Lesson 1: Act Quickly

Much of the future of Asia's emerging democracies was determined within a year after popular protest appeared to end authoritarian rule. In the Philippines, the inability to erase the influence of the country's handful of massive landowners--including the Aquino clan--meant that the country remained mired in a kind of oligarchic politics--and today, without a popular revolution, it will be hard to change that trend. In Thailand, the refusal in the early democratic period of the 1990s to use constitutional change to reexamine the role of the monarchy and its institutions led to the continuation of undemocratic power wielded by the trinity of bureaucracy, military, and palace.

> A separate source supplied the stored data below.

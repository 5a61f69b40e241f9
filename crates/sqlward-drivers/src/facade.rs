//! The unified driver facade.

use sqlward_types::{
    AuditResults, EstimatedAffectRows, ExecResult, ExplainResult, I18nStr, Node, QueryResult,
    TableMetaItem,
};

use crate::error::DriverError;

/// One opened driver, version-agnostic.
///
/// This is the only interface the rest of the host depends on; whether the
/// plugin behind it speaks the legacy three-service protocol or the
/// session-scoped one is invisible here. Every return shape is the
/// localised model — legacy plugins have their flat shapes lifted by the
/// adapter.
///
/// Optional operations return [`DriverError::ModuleNotImplemented`] when
/// the plugin does not provide the module, rather than hanging or failing
/// opaquely.
pub trait Driver: Send {
    /// Releases the driver's resources. Idempotent; never panics or hangs
    /// when called twice.
    fn close(&mut self);

    /// Splits `sql` (one statement or a batch) into parsed statements.
    ///
    /// # Errors
    ///
    /// Returns a [`DriverError`] when the plugin call fails.
    fn parse(&self, sql: &str) -> Result<Vec<Node>, DriverError>;

    /// Audits a batch of statements, one [`AuditResults`] per statement in
    /// submission order. Order is preserved end-to-end because rule
    /// handlers may look ahead at later statements in the batch.
    ///
    /// # Errors
    ///
    /// Returns a [`DriverError`] when the plugin call fails.
    fn audit(&self, sqls: &[String]) -> Result<Vec<AuditResults>, DriverError>;

    /// Generates the rollback statement for `sql`, with a localised reason
    /// when none (or only a partial one) could be generated.
    ///
    /// # Errors
    ///
    /// Returns a [`DriverError`] when the plugin call fails.
    fn gen_rollback_sql(&self, sql: &str) -> Result<(String, I18nStr), DriverError>;

    /// Checks connectivity to the configured database.
    ///
    /// # Errors
    ///
    /// Returns a [`DriverError`] when the plugin call fails.
    fn ping(&self) -> Result<(), DriverError>;

    /// Executes one statement.
    ///
    /// # Errors
    ///
    /// Returns a [`DriverError`] when the plugin call fails.
    fn exec(&self, sql: &str) -> Result<ExecResult, DriverError>;

    /// Executes a batch of statements in one plugin call.
    ///
    /// # Errors
    ///
    /// Returns [`DriverError::ModuleNotImplemented`] on plugins without the
    /// batch module, or any plugin call failure.
    fn exec_batch(&self, sqls: &[String]) -> Result<Vec<ExecResult>, DriverError>;

    /// Executes statements inside one transaction.
    ///
    /// # Errors
    ///
    /// Returns a [`DriverError`] when the plugin call fails.
    fn tx(&self, sqls: &[String]) -> Result<Vec<ExecResult>, DriverError>;

    /// Runs a read-only query. `timeout_seconds` of 0 uses the plugin's
    /// default server-side limit.
    ///
    /// # Errors
    ///
    /// Returns [`DriverError::ModuleNotImplemented`] on plugins without the
    /// query module, or any plugin call failure.
    fn query(&self, sql: &str, timeout_seconds: u32) -> Result<QueryResult, DriverError>;

    /// Renders the execution plan of one statement.
    ///
    /// # Errors
    ///
    /// Returns [`DriverError::ModuleNotImplemented`] on plugins without the
    /// explain module, or any plugin call failure.
    fn explain(&self, sql: &str) -> Result<ExplainResult, DriverError>;

    /// Lists schemas visible to the connection.
    ///
    /// # Errors
    ///
    /// Returns a [`DriverError`] when the plugin call fails.
    fn schemas(&self) -> Result<Vec<String>, DriverError>;

    /// Returns metadata for every table referenced by `sql`.
    ///
    /// A composed operation: session-scoped plugins answer via table
    /// extraction followed by one metadata call per table; legacy plugins
    /// answer with a single direct RPC.
    ///
    /// # Errors
    ///
    /// Returns [`DriverError::ModuleNotImplemented`] on plugins without the
    /// metadata modules, or any plugin call failure.
    fn get_table_meta_by_sql(&self, sql: &str) -> Result<Vec<TableMetaItem>, DriverError>;

    /// Estimates how many rows `sql` would touch.
    ///
    /// # Errors
    ///
    /// Returns [`DriverError::ModuleNotImplemented`] on plugins without the
    /// estimation module, or any plugin call failure.
    fn estimate_sql_affect_rows(&self, sql: &str) -> Result<EstimatedAffectRows, DriverError>;

    /// Kills the database-side process serving this driver's connection.
    ///
    /// # Errors
    ///
    /// Returns [`DriverError::ModuleNotImplemented`] on plugins without the
    /// kill module, or any plugin call failure.
    fn kill_process(&self) -> Result<(), DriverError>;
}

Meanwhile, in Indonesia, the decisions by the post-Suharto executive to allow a referendum in East Timor, though leading to a bloody separation, set the stage for Jakarta being able to allow devolution of power to outlying areas. This would prove critical later in bringing peace to Aceh and other areas. And in Cambodia, the results of the first democratic elections in 1993, in which Hun Sen used threats and force to overturn his loss, set the stage for a political system in which thuggery and coercion would come to dominate.

Lesson 2: Opposition Groups Can Mimic Autocrats

To hold together an opposition movement in the face of a repressive regime requires a high degree of cohesion, even autocracy, within that opposition movement. Yet serving in opposition for so long also can make a leader intensely fearful, seeing threats or spies around every corner. Chen Shui-bian, the Taiwanese DPP leader, exhibited many of these traits--tight control of his party and fear, even paranoia, of outsiders. These were survival skills in the opposition in Taiwan, but in government, those traits would doom his administration.

Similarly, Malaysian opposition leader Anwar Ibrahim, who has many reasons to be paranoid—he's already been jailed once and is possibly facing jail again on trumped up charges--seems to be positioning his close family as his successors, perhaps because of the same need to close ranks.

In Taiwan, Malaysia, and in other Asian nations, this fear has stunted the opposition as it moves into power, making it hard to compromise and leading to winner-take-all politics. For longtime opposition movements like the Muslim Brotherhood, Iran's Green Movement, or Bahrain's opposition Shiites--some of whose members have been beaten, jailed, and killed for their beliefs--it will be hard for them too, in power, not to exact retribution and close ranks around themselves, turning democracy into a different type of one-party rule.

Lesson 3: Don't Count on the Middle Class

During the eras of street protests, Filipino, Thai, South Korean, Indonesian, Malaysian, and Taiwanese middle classes stood at the forefront of demonstrations, much as middle class men and women are doing now in the Middle East. But less than a generation later, these same middle class men and women often now oppose democracy. In Indonesia and Taiwan, the middle class has continued to be a bulwark for reform, particularly in Jakarta. But in other nations, the middle class no longer always stands for reform and good governance.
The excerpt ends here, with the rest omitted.